WHAT YOU WILL DO
Going through the records that follow, please count the lines with "removed" in them and give only the count.

RECORDS FOR THE TASK
◆ ◆ ◆ ◆

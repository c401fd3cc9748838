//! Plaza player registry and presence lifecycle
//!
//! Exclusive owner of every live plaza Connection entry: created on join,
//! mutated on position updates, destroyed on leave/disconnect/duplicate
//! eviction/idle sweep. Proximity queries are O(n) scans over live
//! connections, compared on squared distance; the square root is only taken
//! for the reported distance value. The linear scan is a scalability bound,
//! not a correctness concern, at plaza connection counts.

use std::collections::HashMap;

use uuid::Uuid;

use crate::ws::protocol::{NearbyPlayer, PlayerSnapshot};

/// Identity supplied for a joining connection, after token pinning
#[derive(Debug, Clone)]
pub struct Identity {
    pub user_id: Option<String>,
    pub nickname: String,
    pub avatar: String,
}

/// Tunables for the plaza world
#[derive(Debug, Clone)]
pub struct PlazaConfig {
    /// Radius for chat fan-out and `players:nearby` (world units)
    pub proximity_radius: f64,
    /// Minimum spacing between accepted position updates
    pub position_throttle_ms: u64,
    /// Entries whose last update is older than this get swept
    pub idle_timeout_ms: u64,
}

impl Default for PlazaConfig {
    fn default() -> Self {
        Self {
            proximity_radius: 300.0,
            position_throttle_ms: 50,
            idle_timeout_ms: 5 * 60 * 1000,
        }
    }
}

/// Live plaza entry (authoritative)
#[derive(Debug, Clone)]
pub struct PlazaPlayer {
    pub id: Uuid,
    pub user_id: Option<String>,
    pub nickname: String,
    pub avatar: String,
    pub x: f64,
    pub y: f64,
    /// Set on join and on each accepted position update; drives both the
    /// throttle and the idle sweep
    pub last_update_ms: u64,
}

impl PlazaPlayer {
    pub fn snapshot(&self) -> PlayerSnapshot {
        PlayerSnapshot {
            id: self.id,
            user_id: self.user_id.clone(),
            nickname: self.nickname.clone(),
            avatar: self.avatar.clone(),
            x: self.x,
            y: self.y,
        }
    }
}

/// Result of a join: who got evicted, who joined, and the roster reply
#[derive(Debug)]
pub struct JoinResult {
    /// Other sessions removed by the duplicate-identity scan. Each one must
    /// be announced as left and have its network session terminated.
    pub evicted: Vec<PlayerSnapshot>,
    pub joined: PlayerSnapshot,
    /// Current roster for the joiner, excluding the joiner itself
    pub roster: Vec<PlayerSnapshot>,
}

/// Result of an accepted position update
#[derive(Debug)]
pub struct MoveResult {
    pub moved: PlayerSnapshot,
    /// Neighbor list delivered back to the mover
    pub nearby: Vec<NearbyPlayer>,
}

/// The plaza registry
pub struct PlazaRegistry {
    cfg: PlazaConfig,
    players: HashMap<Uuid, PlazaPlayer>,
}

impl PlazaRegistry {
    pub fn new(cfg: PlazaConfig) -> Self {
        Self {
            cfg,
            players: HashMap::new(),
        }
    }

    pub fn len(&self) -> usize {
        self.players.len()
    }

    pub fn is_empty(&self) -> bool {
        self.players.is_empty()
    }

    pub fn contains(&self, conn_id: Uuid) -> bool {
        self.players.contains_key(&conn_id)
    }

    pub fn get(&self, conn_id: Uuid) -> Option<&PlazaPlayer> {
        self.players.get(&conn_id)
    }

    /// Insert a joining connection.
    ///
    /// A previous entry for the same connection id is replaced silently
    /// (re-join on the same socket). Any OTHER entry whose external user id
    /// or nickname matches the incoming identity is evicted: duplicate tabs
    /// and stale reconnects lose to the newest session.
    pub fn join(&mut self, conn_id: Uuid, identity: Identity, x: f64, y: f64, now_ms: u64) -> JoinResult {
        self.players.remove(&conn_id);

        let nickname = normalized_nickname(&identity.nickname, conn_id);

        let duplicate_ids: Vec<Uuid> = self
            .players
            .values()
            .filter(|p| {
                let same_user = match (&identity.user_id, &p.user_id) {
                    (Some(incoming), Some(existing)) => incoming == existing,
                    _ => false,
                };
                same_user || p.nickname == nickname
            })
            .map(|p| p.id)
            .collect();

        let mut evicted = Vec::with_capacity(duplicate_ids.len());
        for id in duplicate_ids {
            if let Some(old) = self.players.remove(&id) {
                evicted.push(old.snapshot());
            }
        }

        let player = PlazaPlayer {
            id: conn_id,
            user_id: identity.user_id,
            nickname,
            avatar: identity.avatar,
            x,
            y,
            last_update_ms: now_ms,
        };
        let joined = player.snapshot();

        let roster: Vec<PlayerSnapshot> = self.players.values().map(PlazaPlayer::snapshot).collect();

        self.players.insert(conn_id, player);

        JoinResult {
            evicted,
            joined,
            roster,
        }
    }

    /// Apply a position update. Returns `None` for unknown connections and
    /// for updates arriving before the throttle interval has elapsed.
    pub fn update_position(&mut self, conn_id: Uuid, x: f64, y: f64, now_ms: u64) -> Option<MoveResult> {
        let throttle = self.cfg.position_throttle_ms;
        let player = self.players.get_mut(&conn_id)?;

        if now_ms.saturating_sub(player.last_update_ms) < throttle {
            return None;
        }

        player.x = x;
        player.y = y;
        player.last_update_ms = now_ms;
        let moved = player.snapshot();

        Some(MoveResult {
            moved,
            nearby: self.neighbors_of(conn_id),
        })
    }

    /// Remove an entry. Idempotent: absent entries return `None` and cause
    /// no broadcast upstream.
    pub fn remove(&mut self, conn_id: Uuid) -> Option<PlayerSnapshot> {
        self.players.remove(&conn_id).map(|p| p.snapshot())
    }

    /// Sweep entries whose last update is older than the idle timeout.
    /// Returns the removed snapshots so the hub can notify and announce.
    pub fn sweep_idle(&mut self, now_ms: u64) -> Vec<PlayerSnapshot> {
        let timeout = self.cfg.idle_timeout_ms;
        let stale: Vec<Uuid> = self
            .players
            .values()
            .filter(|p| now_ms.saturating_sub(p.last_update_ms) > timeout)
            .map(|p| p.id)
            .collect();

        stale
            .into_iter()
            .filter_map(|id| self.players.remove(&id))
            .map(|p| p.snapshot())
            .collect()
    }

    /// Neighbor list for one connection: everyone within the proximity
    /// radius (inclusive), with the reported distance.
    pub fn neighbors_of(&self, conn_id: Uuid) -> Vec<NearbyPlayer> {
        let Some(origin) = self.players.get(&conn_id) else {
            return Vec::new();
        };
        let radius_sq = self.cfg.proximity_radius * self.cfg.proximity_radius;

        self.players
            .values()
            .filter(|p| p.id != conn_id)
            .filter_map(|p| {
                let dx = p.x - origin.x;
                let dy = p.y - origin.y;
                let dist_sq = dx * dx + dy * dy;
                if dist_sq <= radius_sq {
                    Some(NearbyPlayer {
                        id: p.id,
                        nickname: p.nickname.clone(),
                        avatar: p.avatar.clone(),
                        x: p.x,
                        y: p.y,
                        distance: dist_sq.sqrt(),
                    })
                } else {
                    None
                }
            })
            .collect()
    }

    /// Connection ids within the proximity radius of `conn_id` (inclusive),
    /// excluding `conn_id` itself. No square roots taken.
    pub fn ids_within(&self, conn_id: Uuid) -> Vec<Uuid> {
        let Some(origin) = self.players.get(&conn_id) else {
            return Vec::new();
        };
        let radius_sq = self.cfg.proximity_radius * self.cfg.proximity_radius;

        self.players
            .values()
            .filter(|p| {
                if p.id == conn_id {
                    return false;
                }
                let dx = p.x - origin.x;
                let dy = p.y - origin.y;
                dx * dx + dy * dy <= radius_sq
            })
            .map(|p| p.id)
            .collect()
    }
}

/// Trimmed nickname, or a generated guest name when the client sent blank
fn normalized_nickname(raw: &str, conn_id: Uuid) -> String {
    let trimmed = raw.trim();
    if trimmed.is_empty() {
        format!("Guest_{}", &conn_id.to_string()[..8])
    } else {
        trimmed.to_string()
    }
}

◆ ◆ ◆ ◆

EXPECTED ANSWER
2